[Records from a collection]
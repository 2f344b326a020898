use serde::de::Error as _;
use serde::{Deserialize, Deserializer};
use serde_json::{Map, Value};

// https://www.zoho.com/accounts/protocol/oauth/devices.html
#[derive(Debug, Deserialize)]
pub(crate) struct DeviceCodeResponse {
    pub(crate) device_code: String,
    pub(crate) user_code: String,
    pub(crate) verification_url: String,
    pub(crate) expires_in: u64,
    pub(crate) interval: u64,
}

/// Shared by the device-token and refresh exchanges. Zoho reports some
/// failures as HTTP 200 with only `error` set.
#[derive(Debug, Deserialize)]
pub(crate) struct TokenResponse {
    #[serde(default)]
    pub(crate) access_token: Option<String>,
    #[serde(default)]
    pub(crate) refresh_token: Option<String>,
    #[serde(default)]
    pub(crate) expires_in: Option<i64>,
    #[serde(default)]
    pub(crate) error: Option<String>,
}

#[derive(Debug, Deserialize)]
pub(crate) struct WorkbooksResponse {
    pub(crate) workbooks: Vec<ZohoWorkbook>,
}

#[derive(Debug, Deserialize)]
pub struct ZohoWorkbook {
    #[serde(deserialize_with = "stringly")]
    pub resource_id: String,
    pub workbook_name: String,
    #[serde(default)]
    pub workbook_url: Option<String>,
    #[serde(default, deserialize_with = "optional_stringly")]
    pub created_by: Option<String>,
    #[serde(default, deserialize_with = "optional_stringly")]
    pub created_time: Option<String>,
    #[serde(default, deserialize_with = "optional_stringly")]
    pub last_modified_time: Option<String>,
}

#[derive(Debug, Deserialize)]
pub struct ZohoCreatedWorkbook {
    #[serde(deserialize_with = "stringly")]
    pub resource_id: String,
    pub workbook_name: String,
    #[serde(default)]
    pub workbook_url: Option<String>,
}

#[derive(Debug, Deserialize)]
pub(crate) struct SheetsResponse {
    pub(crate) data: Vec<ZohoSheet>,
}

#[derive(Debug, Deserialize)]
pub struct ZohoSheet {
    #[serde(deserialize_with = "stringly")]
    pub id: String,
    pub name: String,
}

#[derive(Debug, Deserialize)]
pub(crate) struct WorksheetInsertResponse {
    pub(crate) worksheet_names: Vec<ZohoWorksheetName>,
    pub(crate) new_worksheet_name: String,
}

#[derive(Debug, Deserialize)]
pub struct ZohoWorksheetName {
    #[serde(deserialize_with = "stringly")]
    pub worksheet_id: String,
    pub worksheet_name: String,
}

#[derive(Debug, Deserialize)]
pub(crate) struct TablesResponse {
    #[serde(default)]
    pub(crate) tables: Vec<ZohoTable>,
}

#[derive(Debug, Deserialize)]
pub struct ZohoTable {
    pub table_name: String,
    pub table_id: u64,
    pub start_row: u32,
    pub start_column: u32,
    pub end_row: u32,
    pub end_column: u32,
}

#[derive(Debug, Deserialize)]
pub(crate) struct CreatedTableResponse {
    pub(crate) table_name: String,
    pub(crate) table_id: u64,
}

#[derive(Debug, Deserialize)]
pub(crate) struct StatusResponse {
    #[serde(default)]
    pub(crate) status: Option<String>,
}

#[derive(Debug, Deserialize)]
pub(crate) struct AffectedRowsResponse {
    #[serde(default)]
    pub(crate) no_of_affected_rows: u64,
}

#[derive(Debug, Deserialize)]
pub(crate) struct DeletedRowsResponse {
    #[serde(default)]
    pub(crate) no_of_rows_deleted: u64,
    #[serde(default)]
    pub(crate) no_of_rows_remaining: u64,
}

/// Record objects have one property per column, so they stay schema-less.
#[derive(Debug, Deserialize)]
pub(crate) struct RecordsResponse {
    #[serde(default)]
    pub(crate) records: Vec<Map<String, Value>>,
}

/// Zoho is inconsistent about quoting ids. An id must be present and not null.
fn stringly<'de, D>(deserializer: D) -> Result<String, D::Error>
where
    D: Deserializer<'de>,
{
    match Value::deserialize(deserializer)? {
        Value::String(s) => Ok(s),
        Value::Null => Err(D::Error::custom("identifier is null")),
        other => Ok(other.to_string()),
    }
}

fn optional_stringly<'de, D>(deserializer: D) -> Result<Option<String>, D::Error>
where
    D: Deserializer<'de>,
{
    match Value::deserialize(deserializer)? {
        Value::Null => Ok(None),
        Value::String(s) => Ok(Some(s)),
        other => Ok(Some(other.to_string())),
    }
}

#[cfg(test)]
mod tests {
    use super::*;

    #[test]
    fn test_numeric_ids_are_read_as_strings() {
        let sheet: ZohoSheet = serde_json::from_str(r#"{"id": 42, "name": "Sheet1"}"#).unwrap();
        assert_eq!(sheet.id, "42");

        let sheet: ZohoSheet =
            serde_json::from_str(r#"{"id": "0#", "name": "Sheet1", "extra": true}"#).unwrap();
        assert_eq!(sheet.id, "0#");
    }

    #[test]
    fn test_null_identifier_rejected() {
        let result: Result<ZohoWorkbook, _> =
            serde_json::from_str(r#"{"resource_id": null, "workbook_name": "Budget"}"#);
        assert!(result.unwrap_err().to_string().contains("identifier is null"));

        let result: Result<ZohoWorksheetName, _> =
            serde_json::from_str(r#"{"worksheet_id": null, "worksheet_name": "Sheet1"}"#);
        assert!(result.is_err());
    }

    #[test]
    fn test_workbook_details_are_optional() {
        let workbook: ZohoWorkbook = serde_json::from_str(
            r#"{"resource_id": "wb1", "workbook_name": "Budget", "created_time": 1700000000, "created_by": null}"#,
        )
        .unwrap();

        assert_eq!(workbook.resource_id, "wb1");
        assert!(workbook.workbook_url.is_none());
        assert!(workbook.created_by.is_none());
        assert_eq!(workbook.created_time.as_deref(), Some("1700000000"));
        assert!(workbook.last_modified_time.is_none());
    }

    #[test]
    fn test_token_response_tolerates_error_only_body() {
        let resp: TokenResponse = serde_json::from_str(r#"{"error":"invalid_code"}"#).unwrap();
        assert!(resp.access_token.is_none());
        assert_eq!(resp.error.as_deref(), Some("invalid_code"));
    }
}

◆ To do:
Recopy the entries above in their entirety, exactly.

◆ Completed task:
repository 2f344b326a020898
use serde::de::Error as _;
use serde::{Deserialize, Deserializer};
use serde_json::{Map, Value};

// https://www.zoho.com/accounts/protocol/oauth/devices.html
#[derive(Debug, Deserialize)]
pub(crate) struct DeviceCodeResponse {
    pub(crate) device_code: String,
    pub(crate) user_code: String,
    pub(crate) verification_url: String,
    pub(crate) expires_in: u64,
    pub(crate) interval: u64,
}

/// Shared by the device-token and refresh exchanges. Zoho reports some
/// failures as HTTP 200 with only `error` set.
#[derive(Debug, Deserialize)]
pub(crate) struct TokenResponse {
    #[serde(default)]
    pub(crate) access_token: Option<String>,
    #[serde(default)]
    pub(crate) refresh_token: Option<String>,
    #[serde(default)]
    pub(crate) expires_in: Option<i64>,
    #[serde(default)]
    pub(crate) error: Option<String>,
}

#[derive(Debug, Deserialize)]
pub(crate) struct WorkbooksResponse {
    pub(crate) workbooks: Vec<ZohoWorkbook>,
}

#[derive(Debug, Deserialize)]
pub struct ZohoWorkbook {
    #[serde(deserialize_with = "stringly")]
    pub resource_id: String,
    pub workbook_name: String,
    #[serde(default)]
    pub workbook_url: Option<String>,
    #[serde(default, deserialize_with = "optional_stringly")]
    pub created_by: Option<String>,
    #[serde(default, deserialize_with = "optional_stringly")]
    pub created_time: Option<String>,
    #[serde(default, deserialize_with = "optional_stringly")]
    pub last_modified_time: Option<String>,
}

#[derive(Debug, Deserialize)]
pub struct ZohoCreatedWorkbook {
    #[serde(deserialize_with = "stringly")]
    pub resource_id: String,
    pub workbook_name: String,
    #[serde(default)]
    pub workbook_url: Option<String>,
}

#[derive(Debug, Deserialize)]
pub(crate) struct SheetsResponse {
    pub(crate) data: Vec<ZohoSheet>,
}

#[derive(Debug, Deserialize)]
pub struct ZohoSheet {
    #[serde(deserialize_with = "stringly")]
    pub id: String,
    pub name: String,
}

#[derive(Debug, Deserialize)]
pub(crate) struct WorksheetInsertResponse {
    pub(crate) worksheet_names: Vec<ZohoWorksheetName>,
    pub(crate) new_worksheet_name: String,
}

#[derive(Debug, Deserialize)]
pub struct ZohoWorksheetName {
    #[serde(deserialize_with = "stringly")]
    pub worksheet_id: String,
    pub worksheet_name: String,
}

#[derive(Debug, Deserialize)]
pub(crate) struct TablesResponse {
    #[serde(default)]
    pub(crate) tables: Vec<ZohoTable>,
}

#[derive(Debug, Deserialize)]
pub struct ZohoTable {
    pub table_name: String,
    pub table_id: u64,
    pub start_row: u32,
    pub start_column: u32,
    pub end_row: u32,
    pub end_column: u32,
}

#[derive(Debug, Deserialize)]
pub(crate) struct CreatedTableResponse {
    pub(crate) table_name: String,
    pub(crate) table_id: u64,
}

#[derive(Debug, Deserialize)]
pub(crate) struct StatusResponse {
    #[serde(default)]
    pub(crate) status: Option<String>,
}

#[derive(Debug, Deserialize)]
pub(crate) struct AffectedRowsResponse {
    #[serde(default)]
    pub(crate) no_of_affected_rows: u64,
}

#[derive(Debug, Deserialize)]
pub(crate) struct DeletedRowsResponse {
    #[serde(default)]
    pub(crate) no_of_rows_deleted: u64,
    #[serde(default)]
    pub(crate) no_of_rows_remaining: u64,
}

/// Record objects have one property per column, so they stay schema-less.
#[derive(Debug, Deserialize)]
pub(crate) struct RecordsResponse {
    #[serde(default)]
    pub(crate) records: Vec<Map<String, Value>>,
}

/// Zoho is inconsistent about quoting ids. An id must be present and not null.
fn stringly<'de, D>(deserializer: D) -> Result<String, D::Error>
where
    D: Deserializer<'de>,
{
    match Value::deserialize(deserializer)? {
        Value::String(s) => Ok(s),
        Value::Null => Err(D::Error::custom("identifier is null")),
        other => Ok(other.to_string()),
    }
}

fn optional_stringly<'de, D>(deserializer: D) -> Result<Option<String>, D::Error>
where
    D: Deserializer<'de>,
{
    match Value::deserialize(deserializer)? {
        Value::Null => Ok(None),
        Value::String(s) => Ok(Some(s)),
        other => Ok(Some(other.to_string())),
    }
}

#[cfg(test)]
mod tests {
    use super::*;

    #[test]
    fn test_numeric_ids_are_read_as_strings() {
        let sheet: ZohoSheet = serde_json::from_str(r#"{"id": 42, "name": "Sheet1"}"#).unwrap();
        assert_eq!(sheet.id, "42");

        let sheet: ZohoSheet =
            serde_json::from_str(r#"{"id": "0#", "name": "Sheet1", "extra": true}"#).unwrap();
        assert_eq!(sheet.id, "0#");
    }

    #[test]
    fn test_null_identifier_rejected() {
        let result: Result<ZohoWorkbook, _> =
            serde_json::from_str(r#"{"resource_id": null, "workbook_name": "Budget"}"#);
        assert!(result.unwrap_err().to_string().contains("identifier is null"));

        let result: Result<ZohoWorksheetName, _> =
            serde_json::from_str(r#"{"worksheet_id": null, "worksheet_name": "Sheet1"}"#);
        assert!(result.is_err());
    }

    #[test]
    fn test_workbook_details_are_optional() {
        let workbook: ZohoWorkbook = serde_json::from_str(
            r#"{"resource_id": "wb1", "workbook_name": "Budget", "created_time": 1700000000, "created_by": null}"#,
        )
        .unwrap();

        assert_eq!(workbook.resource_id, "wb1");
        assert!(workbook.workbook_url.is_none());
        assert!(workbook.created_by.is_none());
        assert_eq!(workbook.created_time.as_deref(), Some("1700000000"));
        assert!(workbook.last_modified_time.is_none());
    }

    #[test]
    fn test_token_response_tolerates_error_only_body() {
        let resp: TokenResponse = serde_json::from_str(r#"{"error":"invalid_code"}"#).unwrap();
        assert!(resp.access_token.is_none());
        assert_eq!(resp.error.as_deref(), Some("invalid_code"));
    }
}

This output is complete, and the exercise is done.